Not locking oneself into any single outcome because things might change is simply common sense. Unfortunately, that is a rare characteristic in too many forecasters.

No. 3. Acknowledge inherent biases: Bloomberg Businessweek recently noted how poorly economists do at forecasting recessions. As a group, “they’re more likely to miss recessions than to predict ones that never occur.” But it wasn't because the economists were necessarily bad at economics, but rather, because of basic game theory. Career risk for being wrong is very real. “There’s not much incentive to stick one’s neck out,” as the article noted.

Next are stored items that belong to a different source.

impl FieldTree {
    pub fn new(roots: Vec<FieldNode>) -> Self {
        Self::with_config(roots, EngineConfig::default())
    }

    pub fn with_config(roots: Vec<FieldNode>, config: EngineConfig) -> Self {
        let mut tree = FieldTree { roots, config };
        tree.relink();
        tree
    }

    /// Load a canonical schema document (array of fields or `{ "fields": [...] }`).
    pub fn from_canonical(doc: &Json, config: EngineConfig) -> Result<Self, SchemaError> {
        Ok(Self::with_config(transform::to_editing_schema(doc)?, config))
    }

    pub fn roots(&self) -> &[FieldNode] {
        &self.roots
    }

    pub fn into_roots(self) -> Vec<FieldNode> {
        self.roots
    }

    pub fn config(&self) -> &EngineConfig {
        &self.config
    }

    pub fn to_canonical(&self) -> Json {
        transform::canonical_json(&self.roots)
    }

    pub fn validate(&self) -> Vec<Violation> {
        validate::validate_schema(&self.roots, &self.config)
    }

    /// Recompute `level` and `parent_id` everywhere.
    pub fn relink(&mut self) {
        for root in &mut self.roots {
            root.relink(0, None);
        }
    }

    // ---------- lookups ----------

    pub fn find(&self, id: &FieldId) -> Option<&FieldNode> {
        self.roots.iter().find_map(|r| r.find(id))
    }

    pub fn find_mut(&mut self, id: &FieldId) -> Option<&mut FieldNode> {
        self.roots.iter_mut().find_map(|r| r.find_mut(id))
    }

    /// Owning container of `id`; `None` for roots and unknown ids.
    pub fn parent_of(&self, id: &FieldId) -> Option<&FieldNode> {
        fn search<'a>(node: &'a FieldNode, id: &FieldId) -> Option<&'a FieldNode> {
            let children = node.children();
            if children.iter().any(|c| &c.id == id) {
                return Some(node);
            }
            children.into_iter().find_map(|c| search(c, id))
        }
        self.roots.iter().find_map(|r| search(r, id))
    }

    /// Every name in the tree, in pre-order.
    pub fn all_names(&self) -> Vec<String> {
        collect_names(&self.roots)
    }

    fn contains_id(&self, id: &FieldId) -> bool {
        self.find(id).is_some()
    }

    // ---------- creation ----------

    pub fn unique_name(&self, ty: FieldType) -> String {
        let names = self.all_names();
        next_unique_name(names.iter().map(String::as_str), ty)
    }

    /// Fresh node of type `ty` with defaults and a unique generated name.
    /// Not yet part of the tree.
    pub fn create_field(&self, ty: FieldType) -> FieldNode {
        let mut node = new_field(ty).named(&self.unique_name(ty));
        if ty == FieldType::Checksum {
            node.kind = FieldKind::Checksum(checksum_attrs(&self.config.default_checksum_algorithm));
        }
        node
    }

    /// An incoming subtree must not reuse a name or id, either one already in
    /// the tree or one used earlier in the subtree itself.
    fn check_incoming(&self, node: &FieldNode) -> Result<(), EditError> {
        let mut names: HashSet<String> = self.all_names().into_iter().collect();
        let mut ids: HashSet<FieldId> = HashSet::new();
        let mut result = Ok(());
        node.walk(&mut |n| {
            if result.is_err() {
                return;
            }
            if !n.name.is_empty() && !names.insert(n.name.clone()) {
                result = Err(EditError::NameExists(n.name.clone()));
            } else if self.contains_id(&n.id) || !ids.insert(n.id.clone()) {
                result = Err(EditError::DuplicateId(n.id.clone()));
            }
        });
        result
    }

    pub fn push_root(&mut self, node: FieldNode) -> Result<FieldId, EditError> {
        self.check_incoming(&node)
            .map_err(|e| rejected("push_root", e))?;
        let id = node.id.clone();
        self.roots.push(node);
        self.relink();
        debug!(%id, "field appended at root");
        Ok(id)
    }

    // ---------- insertion ----------

    /// Insert `child` into the container `parent_id`.
    ///
    /// - `Struct`: appended.
    /// - `Array`: becomes the element; rejected when one already exists.
    /// - `Command`: stored under `key`, which must be a well-formed discriminant
    ///   not already used by the command.
    ///
    /// The parent is expanded on success.
    pub fn add_to_container(
        &mut self,
        parent_id: &FieldId,
        child: FieldNode,
        key: Option<&str>,
    ) -> Result<FieldId, EditError> {
        self.try_add_to_container(parent_id, child, key)
            .map_err(|e| rejected("add_to_container", e))
    }

    fn try_add_to_container(
        &mut self,
        parent_id: &FieldId,
        child: FieldNode,
        key: Option<&str>,
    ) -> Result<FieldId, EditError> {
        self.check_incoming(&child)?;
        let parent = self
            .find_mut(parent_id)
            .ok_or_else(|| EditError::NotFound(parent_id.clone()))?;
        if parent.field_type() == FieldType::Command {
            let key = key.map(str::trim).filter(|k| !k.is_empty());
            parse_discriminant(key.ok_or(EditError::MissingDiscriminant)?)?;
        }
        let id = child.id.clone();
        attach(parent, child, key)?;
        parent.expanded = true;
        self.relink();
        debug!(%id, parent = %parent_id, "field added to container");
        Ok(id)
    }

    /// Insert at a row of the flat view.
    ///
    /// - placeholder row: added to that placeholder's container;
    /// - field row inside a struct (or at root): spliced before that field;
    /// - field row inside an array or command: added to that container
    ///   (`key` is the branch discriminant for commands);
    /// - out of range: appended at root.
    pub fn insert_at_flat_index(
        &mut self,
        index: usize,
        node: FieldNode,
        key: Option<&str>,
    ) -> Result<FieldId, EditError> {
        let flat = self.flatten();
        match flat.get(index) {
            Some(FlatEntry::Placeholder { parent_id, .. }) => {
                self.add_to_container(parent_id, node, key)
            }
            Some(FlatEntry::Field(target)) => {
                let routed = self
                    .parent_of(&target.id)
                    .filter(|p| p.field_type() != FieldType::Struct)
                    .map(|p| p.id.clone());
                match routed {
                    Some(parent_id) => self.add_to_container(&parent_id, node, key),
                    None => self
                        .try_insert_before(&target.id, node)
                        .map_err(|e| rejected("insert_at_flat_index", e)),
                }
            }
            None => self.push_root(node),
        }
    }

    fn try_insert_before(&mut self, target: &FieldId, node: FieldNode) -> Result<FieldId, EditError> {
        self.check_incoming(&node)?;
        let parent_id = self.parent_of(target).map(|p| p.id.clone());
        let list = match &parent_id {
            Some(pid) => match self.find_mut(pid).map(|p| &mut p.kind) {
                Some(FieldKind::Struct(s)) => &mut s.fields,
                _ => return Err(EditError::NotAContainer(pid.clone())),
            },
            None => &mut self.roots,
        };
        let pos = list
            .iter()
            .position(|f| &f.id == target)
            .ok_or_else(|| EditError::NotFound(target.clone()))?;
        let id = node.id.clone();
        list.insert(pos, node);
        self.relink();
        debug!(%id, before = %target, "field inserted");
        Ok(id)
    }

    // ---------- flat view ----------

    pub fn flatten(&self) -> Vec<FlatEntry> {
        let mut out = Vec::new();
        for root in &self.roots {
            flatten_into(root, 0, None, None, &mut out);
        }
        out
    }

    /// Apply a reordered flat view (as produced by dragging rows of
    /// [`flatten`](Self::flatten)). The reordered list must contain exactly the
    /// fields currently visible, each once; otherwise nothing changes.
    ///
    /// Levels are recomputed from the order alone: a placeholder closes the
    /// running container, an expanded container opens one. The tree is then
    /// rebuilt with a level stack. Collapsed containers move with their subtree.
    pub fn reorder(&mut self, entries: &[FlatEntry]) -> Result<(), EditError> {
        self.try_reorder(entries)
            .map_err(|e| rejected("reorder", e))
    }

    fn try_reorder(&mut self, entries: &[FlatEntry]) -> Result<(), EditError> {
        let current: Vec<FieldId> = self
            .flatten()
            .into_iter()
            .filter_map(|e| e.as_field().map(|f| f.id.clone()))
            .collect();
        let found = entries.iter().filter(|e| !e.is_placeholder()).count();
        if found != current.len() {
            return Err(EditError::ReorderCountMismatch {
                expected: current.len(),
                found,
            });
        }

        let mut nodes = HashMap::new();
        for root in self.roots.iter().cloned() {
            detach(root, &mut nodes);
        }

        let mut running = 0usize;
        let mut placed = Vec::with_capacity(found);
        for entry in entries {
            match entry {
                FlatEntry::Placeholder { .. } => running = running.saturating_sub(1),
                FlatEntry::Field(f) => {
                    let node = nodes
                        .remove(&f.id)
                        .ok_or_else(|| EditError::ReorderUnknownField(f.id.clone()))?;
                    let opens = node.expanded && node.is_container();
                    placed.push((node, running, f.case_key.clone()));
                    if opens {
                        running += 1;
                    }
                }
            }
        }

        self.roots = rebuild(placed)?;
        self.relink();
        debug!(fields = found, "fields reordered");
        Ok(())
    }

    // ---------- removal ----------

    /// Remove `id` with its whole subtree.
    pub fn remove(&mut self, id: &FieldId) -> Result<FieldNode, EditError> {
        let removed = remove_from_list(&mut self.roots, id)
            .ok_or_else(|| rejected("remove", EditError::NotFound(id.clone())))?;
        self.relink();
        debug!(%id, "field removed");
        Ok(removed)
    }

    /// Remove the field shown at flat row `index` and adjust a row selection:
    /// cleared when it pointed into the removed rows, shifted up when it was below them.
    pub fn remove_at_flat_index(
        &mut self,
        index: usize,
        selection: Option<usize>,
    ) -> Result<(FieldNode, Option<usize>), EditError> {
        let before = self.flatten();
        let id = match before.get(index) {
            Some(FlatEntry::Field(f)) => f.id.clone(),
            _ => {
                return Err(rejected(
                    "remove_at_flat_index",
                    EditError::NoFieldAtIndex(index),
                ))
            }
        };
        let removed = self.remove(&id)?;
        let rows = before.len() - self.flatten().len();
        let selection = selection.and_then(|sel| {
            if sel < index {
                Some(sel)
            } else if sel < index + rows {
                None
            } else {
                Some(sel - rows)
            }
        });
        Ok((removed, selection))
    }

    // ---------- field edits ----------

    /// Flip `expanded` on one node. Descendants keep their own state.
    pub fn toggle_expanded(&mut self, id: &FieldId) -> Result<bool, EditError> {
        let node = self
            .find_mut(id)
            .ok_or_else(|| rejected("toggle_expanded", EditError::NotFound(id.clone())))?;
        node.expanded = !node.expanded;
        Ok(node.expanded)
    }

    /// Rename a field. The name is trimmed and must match the configured
    /// identifier pattern and be unused elsewhere in the tree.
    pub fn rename(&mut self, id: &FieldId, new_name: &str) -> Result<(), EditError> {
        self.try_rename(id, new_name)
            .map_err(|e| rejected("rename", e))
    }

    fn try_rename(&mut self, id: &FieldId, new_name: &str) -> Result<(), EditError> {
        let name = new_name.trim();
        if name.is_empty() {
            return Err(EditError::EmptyName);
        }
        if !self.config.identifier_regex()?.is_match(name) {
            return Err(EditError::InvalidName(name.to_string()));
        }
        let current = self
            .find(id)
            .ok_or_else(|| EditError::NotFound(id.clone()))?;
        if current.name == name {
            return Ok(());
        }
        if self.all_names().iter().any(|n| n == name) {
            return Err(EditError::NameExists(name.to_string()));
        }
        if let Some(node) = self.find_mut(id) {
            debug!(%id, from = %node.name, to = name, "field renamed");
            node.name = name.to_string();
        }
        Ok(())
    }

    /// Deep-copy `id` right after itself, with fresh ids and generated names
    /// for every named node of the copy.
    pub fn duplicate(&mut self, id: &FieldId) -> Result<FieldId, EditError> {
        self.try_duplicate(id)
            .map_err(|e| rejected("duplicate", e))
    }

    fn try_duplicate(&mut self, id: &FieldId) -> Result<FieldId, EditError> {
        let original = self
            .find(id)
            .ok_or_else(|| EditError::NotFound(id.clone()))?;
        let mut copy = original.clone();
        copy.assign_fresh_ids();
        let mut names = self.all_names();
        rename_generated(&mut copy, &mut names);

        let parent_id = self.parent_of(id).map(|p| p.id.clone());
        let list = match &parent_id {
            Some(pid) => match self.find_mut(pid).map(|p| &mut p.kind) {
                Some(FieldKind::Struct(s)) => &mut s.fields,
                _ => return Err(EditError::CannotDuplicate(id.clone())),
            },
            None => &mut self.roots,
        };
        let pos = list
            .iter()
            .position(|f| &f.id == id)
            .ok_or_else(|| EditError::NotFound(id.clone()))?;
        let new_id = copy.id.clone();
        list.insert(pos + 1, copy);
        self.relink();
        debug!(%id, copy = %new_id, "field duplicated");
        Ok(new_id)
    }
}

Groupthink tends to push forecasters to try to hide in the middle of the pack, making them more likely to be wrong when the consensus is wrong, but also less likely to suffer negative consequences when that occurs. Everybody being wrong can offer a lot of protection.

Perhaps this helps to explain a recent finding in an International Monetary Fund research paper: During a 22-year period (1992 to 2014), private-sector economists managed to forecast only five recessions out of 153 economic contractions across 63 countries.

No. 4. Use errors to make better forecasts: Most of us learn too little from our successes, but we might learn even less from our failure. Investors such as Ray Dalio, business leaders like Jeff Bezos and others have acknowledged the significance of failure as a key aspect to their process.

All models do is take a series of data inputs, sprinkle a little fairy dust on them, and then generate an output. But even if the model does OK, how has the forecaster used its output? Can they make money for clients with it? Alternatively, do they anchor themselves to these predictions, regardless of subsequent data?

There is a specific skill to adjusting to errors and failures in order to improve. It is a skill used too little by economists and financial analysts.

5. Learn from the pros: Perhaps the foremost academic expert on why so many forecasts fail is University of Pennsylvania professor Philip Tetlock. His 2006 book "Expert Political Judgment" studied thousands of forecasts, and came to the conclusion that people simply are not good at making predictions about much of anything .   

With one caveat: Buried within Tetlock’s huge dataset of failed forecasts was a surprising subset of superforecasters. Those in this group stood out for their ability to make more accurate predictions than others. They did it in a variety of ways: they incorporated multiple sources of information and used an array of analytical tools. They broke problems down into small, manageable pieces. Perhaps most important, they were not afraid to change their forecasts when the data changed.

None of these methodologies are out of reach for economists or other Wall Street seers. They should try them. They certainly couldn’t yield results any worse than those the prognosticators now have on offer.

This column does not necessarily reflect the opinion of the editorial board or Bloomberg LP and its owners.

Barry Ritholtz is a Bloomberg Opinion columnist. He founded Ritholtz Wealth Management and was chief executive and director of equity research at FusionIQ, a quantitative research firm. He is the author of “Bailout Nation.”